=== Section Start ===
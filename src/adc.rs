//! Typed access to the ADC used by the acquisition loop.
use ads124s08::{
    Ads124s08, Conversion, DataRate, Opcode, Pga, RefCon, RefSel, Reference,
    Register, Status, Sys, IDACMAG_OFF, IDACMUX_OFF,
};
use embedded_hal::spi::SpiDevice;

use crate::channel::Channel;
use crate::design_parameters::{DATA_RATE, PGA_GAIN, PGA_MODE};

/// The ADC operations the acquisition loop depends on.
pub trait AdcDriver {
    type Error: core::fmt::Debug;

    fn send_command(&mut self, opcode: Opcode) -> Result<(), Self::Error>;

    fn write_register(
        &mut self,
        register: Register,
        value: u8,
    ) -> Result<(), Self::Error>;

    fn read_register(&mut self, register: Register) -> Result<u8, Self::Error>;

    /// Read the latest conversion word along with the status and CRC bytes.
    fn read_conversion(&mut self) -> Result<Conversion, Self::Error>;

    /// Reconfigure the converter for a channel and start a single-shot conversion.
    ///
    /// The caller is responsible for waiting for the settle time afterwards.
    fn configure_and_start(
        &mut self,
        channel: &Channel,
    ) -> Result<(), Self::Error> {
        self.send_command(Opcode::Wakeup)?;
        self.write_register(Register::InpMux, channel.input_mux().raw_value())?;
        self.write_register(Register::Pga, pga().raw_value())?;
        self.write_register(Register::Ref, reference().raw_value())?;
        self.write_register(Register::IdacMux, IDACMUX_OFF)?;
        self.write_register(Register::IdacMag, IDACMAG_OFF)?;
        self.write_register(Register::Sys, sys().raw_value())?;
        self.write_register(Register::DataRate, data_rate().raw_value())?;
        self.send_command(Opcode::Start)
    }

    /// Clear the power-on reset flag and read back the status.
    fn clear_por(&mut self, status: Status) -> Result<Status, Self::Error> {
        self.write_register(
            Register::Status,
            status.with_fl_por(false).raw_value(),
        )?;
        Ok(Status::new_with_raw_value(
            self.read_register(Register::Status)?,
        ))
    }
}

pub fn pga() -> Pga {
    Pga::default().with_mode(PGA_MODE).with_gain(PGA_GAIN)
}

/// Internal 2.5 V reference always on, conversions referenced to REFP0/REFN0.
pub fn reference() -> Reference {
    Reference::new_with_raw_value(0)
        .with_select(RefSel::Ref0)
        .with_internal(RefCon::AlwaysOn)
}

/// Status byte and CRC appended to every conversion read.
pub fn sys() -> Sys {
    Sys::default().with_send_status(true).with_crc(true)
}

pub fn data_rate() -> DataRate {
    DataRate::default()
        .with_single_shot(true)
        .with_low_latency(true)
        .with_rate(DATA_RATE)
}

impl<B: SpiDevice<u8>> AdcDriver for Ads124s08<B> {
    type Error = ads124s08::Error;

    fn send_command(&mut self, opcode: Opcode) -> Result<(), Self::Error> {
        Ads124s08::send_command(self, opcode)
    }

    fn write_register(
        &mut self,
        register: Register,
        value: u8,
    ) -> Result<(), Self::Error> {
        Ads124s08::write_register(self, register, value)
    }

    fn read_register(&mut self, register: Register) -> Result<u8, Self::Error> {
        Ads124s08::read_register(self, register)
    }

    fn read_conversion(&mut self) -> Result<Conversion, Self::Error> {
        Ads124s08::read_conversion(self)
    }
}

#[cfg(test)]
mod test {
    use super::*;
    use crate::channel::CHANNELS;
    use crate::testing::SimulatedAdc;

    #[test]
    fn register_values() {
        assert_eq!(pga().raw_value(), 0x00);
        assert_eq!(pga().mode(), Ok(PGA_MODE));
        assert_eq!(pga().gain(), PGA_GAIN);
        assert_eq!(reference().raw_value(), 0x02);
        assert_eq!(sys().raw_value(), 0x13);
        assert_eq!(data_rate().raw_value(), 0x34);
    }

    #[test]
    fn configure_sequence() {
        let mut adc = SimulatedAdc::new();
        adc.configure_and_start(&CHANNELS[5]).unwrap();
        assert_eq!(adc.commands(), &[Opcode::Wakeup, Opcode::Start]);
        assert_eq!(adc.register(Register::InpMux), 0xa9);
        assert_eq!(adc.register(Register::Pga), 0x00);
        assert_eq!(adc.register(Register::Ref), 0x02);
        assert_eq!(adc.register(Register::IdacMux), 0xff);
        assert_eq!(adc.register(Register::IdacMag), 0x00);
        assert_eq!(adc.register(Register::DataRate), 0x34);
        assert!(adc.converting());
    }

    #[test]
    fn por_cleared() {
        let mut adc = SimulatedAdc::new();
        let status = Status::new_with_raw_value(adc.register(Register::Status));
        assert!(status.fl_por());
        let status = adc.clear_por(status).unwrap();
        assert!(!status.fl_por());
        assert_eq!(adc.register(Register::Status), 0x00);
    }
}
=== Section End ===
◆ **Work to be completed**
From the first line to the last, print the listing above exactly.

◆ **Answer to the problem**
filename src/adc.rs
//! Typed access to the ADC used by the acquisition loop.
use ads124s08::{
    Ads124s08, Conversion, DataRate, Opcode, Pga, RefCon, RefSel, Reference,
    Register, Status, Sys, IDACMAG_OFF, IDACMUX_OFF,
};
use embedded_hal::spi::SpiDevice;

use crate::channel::Channel;
use crate::design_parameters::{DATA_RATE, PGA_GAIN, PGA_MODE};

/// The ADC operations the acquisition loop depends on.
pub trait AdcDriver {
    type Error: core::fmt::Debug;

    fn send_command(&mut self, opcode: Opcode) -> Result<(), Self::Error>;

    fn write_register(
        &mut self,
        register: Register,
        value: u8,
    ) -> Result<(), Self::Error>;

    fn read_register(&mut self, register: Register) -> Result<u8, Self::Error>;

    /// Read the latest conversion word along with the status and CRC bytes.
    fn read_conversion(&mut self) -> Result<Conversion, Self::Error>;

    /// Reconfigure the converter for a channel and start a single-shot conversion.
    ///
    /// The caller is responsible for waiting for the settle time afterwards.
    fn configure_and_start(
        &mut self,
        channel: &Channel,
    ) -> Result<(), Self::Error> {
        self.send_command(Opcode::Wakeup)?;
        self.write_register(Register::InpMux, channel.input_mux().raw_value())?;
        self.write_register(Register::Pga, pga().raw_value())?;
        self.write_register(Register::Ref, reference().raw_value())?;
        self.write_register(Register::IdacMux, IDACMUX_OFF)?;
        self.write_register(Register::IdacMag, IDACMAG_OFF)?;
        self.write_register(Register::Sys, sys().raw_value())?;
        self.write_register(Register::DataRate, data_rate().raw_value())?;
        self.send_command(Opcode::Start)
    }

    /// Clear the power-on reset flag and read back the status.
    fn clear_por(&mut self, status: Status) -> Result<Status, Self::Error> {
        self.write_register(
            Register::Status,
            status.with_fl_por(false).raw_value(),
        )?;
        Ok(Status::new_with_raw_value(
            self.read_register(Register::Status)?,
        ))
    }
}

pub fn pga() -> Pga {
    Pga::default().with_mode(PGA_MODE).with_gain(PGA_GAIN)
}

/// Internal 2.5 V reference always on, conversions referenced to REFP0/REFN0.
pub fn reference() -> Reference {
    Reference::new_with_raw_value(0)
        .with_select(RefSel::Ref0)
        .with_internal(RefCon::AlwaysOn)
}

/// Status byte and CRC appended to every conversion read.
pub fn sys() -> Sys {
    Sys::default().with_send_status(true).with_crc(true)
}

pub fn data_rate() -> DataRate {
    DataRate::default()
        .with_single_shot(true)
        .with_low_latency(true)
        .with_rate(DATA_RATE)
}

impl<B: SpiDevice<u8>> AdcDriver for Ads124s08<B> {
    type Error = ads124s08::Error;

    fn send_command(&mut self, opcode: Opcode) -> Result<(), Self::Error> {
        Ads124s08::send_command(self, opcode)
    }

    fn write_register(
        &mut self,
        register: Register,
        value: u8,
    ) -> Result<(), Self::Error> {
        Ads124s08::write_register(self, register, value)
    }

    fn read_register(&mut self, register: Register) -> Result<u8, Self::Error> {
        Ads124s08::read_register(self, register)
    }

    fn read_conversion(&mut self) -> Result<Conversion, Self::Error> {
        Ads124s08::read_conversion(self)
    }
}

#[cfg(test)]
mod test {
    use super::*;
    use crate::channel::CHANNELS;
    use crate::testing::SimulatedAdc;

    #[test]
    fn register_values() {
        assert_eq!(pga().raw_value(), 0x00);
        assert_eq!(pga().mode(), Ok(PGA_MODE));
        assert_eq!(pga().gain(), PGA_GAIN);
        assert_eq!(reference().raw_value(), 0x02);
        assert_eq!(sys().raw_value(), 0x13);
        assert_eq!(data_rate().raw_value(), 0x34);
    }

    #[test]
    fn configure_sequence() {
        let mut adc = SimulatedAdc::new();
        adc.configure_and_start(&CHANNELS[5]).unwrap();
        assert_eq!(adc.commands(), &[Opcode::Wakeup, Opcode::Start]);
        assert_eq!(adc.register(Register::InpMux), 0xa9);
        assert_eq!(adc.register(Register::Pga), 0x00);
        assert_eq!(adc.register(Register::Ref), 0x02);
        assert_eq!(adc.register(Register::IdacMux), 0xff);
        assert_eq!(adc.register(Register::IdacMag), 0x00);
        assert_eq!(adc.register(Register::DataRate), 0x34);
        assert!(adc.converting());
    }

    #[test]
    fn por_cleared() {
        let mut adc = SimulatedAdc::new();
        let status = Status::new_with_raw_value(adc.register(Register::Status));
        assert!(status.fl_por());
        let status = adc.clear_por(status).unwrap();
        assert!(!status.fl_por());
        assert_eq!(adc.register(Register::Status), 0x00);
    }
}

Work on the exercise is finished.